* [Instructions for the task]: Beginning at the line that contains "self.acquire().await;" and ending at the last line of the entries, write out each line exactly; include nothing outside that span.

(Excerpts from a dataset)
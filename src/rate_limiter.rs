//! Sliding-window request shaping.
//!
//! [`RateLimiter`] admits at most `max_requests` calls per trailing `window`. A caller
//! that finds the window full is delayed, not rejected: it sleeps until the oldest
//! admission leaves the window and then checks again. The lock is never held while
//! sleeping, so other callers can still inspect the window, and every waiter
//! re-validates after waking.

use crate::Result;
use crate::middleware::{BeforeRequest, Middleware};
use crate::types::Prompt;
use async_trait::async_trait;
use std::collections::VecDeque;
use std::sync::{Mutex, MutexGuard, PoisonError};
use std::time::{Duration, Instant};

/// Sliding-window rate limiter middleware.
#[derive(Debug)]
pub struct RateLimiter {
    max_requests: usize,
    window: Duration,
    admitted: Mutex<VecDeque<Instant>>,
}

impl Default for RateLimiter {
    fn default() -> Self {
        Self::per_minute(60)
    }
}

impl RateLimiter {
    /// At most `max_requests` per `window`; zero is treated as one.
    pub fn new(max_requests: usize, window: Duration) -> Self {
        Self {
            max_requests: max_requests.max(1),
            window,
            admitted: Mutex::new(VecDeque::new()),
        }
    }

    pub fn per_minute(requests_per_minute: usize) -> Self {
        Self::new(requests_per_minute, Duration::from_secs(60))
    }

    /// Waits until a slot is free, then records the admission.
    pub async fn acquire(&self) {
        loop {
            let wait = {
                let mut admitted = self.lock();
                let now = Instant::now();
                while admitted
                    .front()
                    .is_some_and(|at| now.duration_since(*at) >= self.window)
                {
                    admitted.pop_front();
                }

                if admitted.len() < self.max_requests {
                    admitted.push_back(now);
                    return;
                }

                match admitted.front() {
                    Some(oldest) => self.window.saturating_sub(now.duration_since(*oldest)),
                    None => Duration::ZERO,
                }
            };

            log::debug!("rate limit reached, waiting {:?}", wait);
            tokio::time::sleep(wait).await;
        }
    }

    /// Admissions currently inside the window.
    pub fn admitted_in_window(&self) -> usize {
        let admitted = self.lock();
        let now = Instant::now();
        admitted
            .iter()
            .filter(|at| now.duration_since(**at) < self.window)
            .count()
    }

    pub fn max_requests(&self) -> usize {
        self.max_requests
    }

    pub fn window(&self) -> Duration {
        self.window
    }

    fn lock(&self) -> MutexGuard<'_, VecDeque<Instant>> {
        self.admitted.lock().unwrap_or_else(PoisonError::into_inner)
    }
}

#[async_trait]
impl Middleware for RateLimiter {
    async fn before_request(&self, _target: &str, prompt: Prompt) -> Result<BeforeRequest> {
        self.acquire().await;
        Ok(BeforeRequest::Continue(prompt))
    }
}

* [Solution]:
        self.acquire().await;
        Ok(BeforeRequest::Continue(prompt))
    }
}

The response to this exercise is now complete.